The Russians are bringing it this year on uneven bars. They competed on Tuesday in the first day of qualifications and have three women in the top four. Obviously, the two-per-country rule eliminates Angelina Melnikova’s 14.966, but Anastasia Iliankova (15.066) and Elena Eremina (15.100) are the ones to beat in this final.
Smith has a chance if she improves in the execution of her newer, more difficult routine, but that’s why fellow Rio 2016 alternate Locklear is in Montreal in the first place. Her beam is a bonus, but her bars give the U.S. the best chance of a gymnast making this final. Her D-score (5.5) isn’t what it should be since she has yet to return her in-bars, but Locklear floats on this apparatus and can still put up big numbers if she hits a near-flawless routine.
The U.S. has a strong three-woman line-up on beam with Hurd, Locklear and Smith competing.
As stated earlier, Smith is the go-to woman for the U.S. on beam right now, thanks to her high D-score (6.1) and impeccable execution. She struggled a bit in podium training, slipping off on her front tuck, but she’s known to hit when it counts.
Locklear fills the third spot nicely. She also has a much less difficult routine than Smith and is inconsistent with it much of the time, but her numbers from recent competitions are still up there with much of the field when she hits.
Hurd and Smith both have difficult routines that could earn them spots in the floor final, but Carey, who has the highest D-score (5.8) for the U.S. on floor, rivals Smith on the apparatus when she hits a clean routine.
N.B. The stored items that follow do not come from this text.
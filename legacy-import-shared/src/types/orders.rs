//! Cart, order and money-movement records.

use bson::DateTime;
use serde::{Deserialize, Serialize};

use crate::types::envelope::CollectionRecord;
use crate::SurrogateId;

#[derive(Debug, Clone, Serialize, Deserialize, PartialEq)]
#[serde(rename_all = "camelCase")]
pub struct Cart {
    pub user: Option<SurrogateId>,
    pub old_user_id: Option<String>,
    pub product: Option<SurrogateId>,
    pub old_product_id: Option<String>,
    pub product_variant: Option<SurrogateId>,
    pub old_product_variant_id: Option<String>,
    pub quantity: i64,
    pub price: f64,
    pub created_at: DateTime,
    pub updated_at: DateTime,
}

impl CollectionRecord for Cart {
    const COLLECTION: &'static str = "carts";
}

/// A placed order.
///
/// `net_amount` is the amount actually charged; legacy rows without it fall
/// back to `order_amount`.
#[derive(Debug, Clone, Serialize, Deserialize, PartialEq)]
#[serde(rename_all = "camelCase")]
pub struct Order {
    pub order_number: Option<String>,
    pub user: Option<SurrogateId>,
    pub old_user_id: Option<String>,
    pub address: Option<SurrogateId>,
    pub old_address_id: Option<String>,
    pub rider: Option<SurrogateId>,
    pub old_rider_id: Option<String>,
    pub order_amount: f64,
    pub net_amount: f64,
    pub discount_amount: f64,
    pub delivery_charge: f64,
    pub wallet_amount: f64,
    pub coupon_code: Option<String>,
    pub payment_mode: Option<String>,
    pub payment_status: i64,
    pub order_status: i64,
    pub payment_reference: Option<String>,
    pub notes: Option<String>,
    pub order_date: DateTime,
    pub delivery_date: Option<DateTime>,
    pub created_at: DateTime,
    pub updated_at: DateTime,
}

impl CollectionRecord for Order {
    const COLLECTION: &'static str = "orders";
}

#[derive(Debug, Clone, Serialize, Deserialize, PartialEq)]
#[serde(rename_all = "camelCase")]
pub struct OrderItem {
    pub order: Option<SurrogateId>,
    pub old_order_id: Option<String>,
    pub product: Option<SurrogateId>,
    pub old_product_id: Option<String>,
    pub product_variant: Option<SurrogateId>,
    pub old_product_variant_id: Option<String>,
    pub product_name: Option<String>,
    pub quantity: i64,
    pub price: f64,
    pub total: f64,
    pub created_at: DateTime,
}

impl CollectionRecord for OrderItem {
    const COLLECTION: &'static str = "orderItems";
}

#[derive(Debug, Clone, Serialize, Deserialize, PartialEq)]
#[serde(rename_all = "camelCase")]
pub struct OrderStatusHistory {
    pub order: Option<SurrogateId>,
    pub old_order_id: Option<String>,
    pub status: i64,
    pub remarks: Option<String>,
    pub created_at: DateTime,
}

impl CollectionRecord for OrderStatusHistory {
    const COLLECTION: &'static str = "orderStatusHistory";
}

/// A payment gateway or cash transaction.
#[derive(Debug, Clone, Serialize, Deserialize, PartialEq)]
#[serde(rename_all = "camelCase")]
pub struct Transaction {
    pub user: Option<SurrogateId>,
    pub old_user_id: Option<String>,
    pub order: Option<SurrogateId>,
    pub old_order_id: Option<String>,
    pub amount: f64,
    pub transaction_type: Option<String>,
    pub payment_mode: Option<String>,
    pub gateway_reference: Option<String>,
    pub status: i64,
    pub created_at: DateTime,
}

impl CollectionRecord for Transaction {
    const COLLECTION: &'static str = "transactions";
}

/// A wallet credit or debit.
#[derive(Debug, Clone, Serialize, Deserialize, PartialEq)]
#[serde(rename_all = "camelCase")]
pub struct WalletHistory {
    pub user: Option<SurrogateId>,
    pub old_user_id: Option<String>,
    pub order: Option<SurrogateId>,
    pub old_order_id: Option<String>,
    pub amount: f64,
    pub entry_type: Option<String>,
    pub balance_after: Option<f64>,
    pub description: Option<String>,
    pub created_at: DateTime,
}

impl CollectionRecord for WalletHistory {
    const COLLECTION: &'static str = "walletHistory";
}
Her tumbling is incredible for someone who has only been competing in Elite gymnastics a year. That double-double and full-twisting double layout are just two of the reasons to expect Carey in the floor final this weekend.
Best Medal Hopes?
Smith and Carey are the best bets for the U.S. to bring home medals in the all-around, floor exercise and beam.
With consistent performances, Hurd could also medal in the all-around, and Locklear’s execution could keep her in the mix on uneven bars.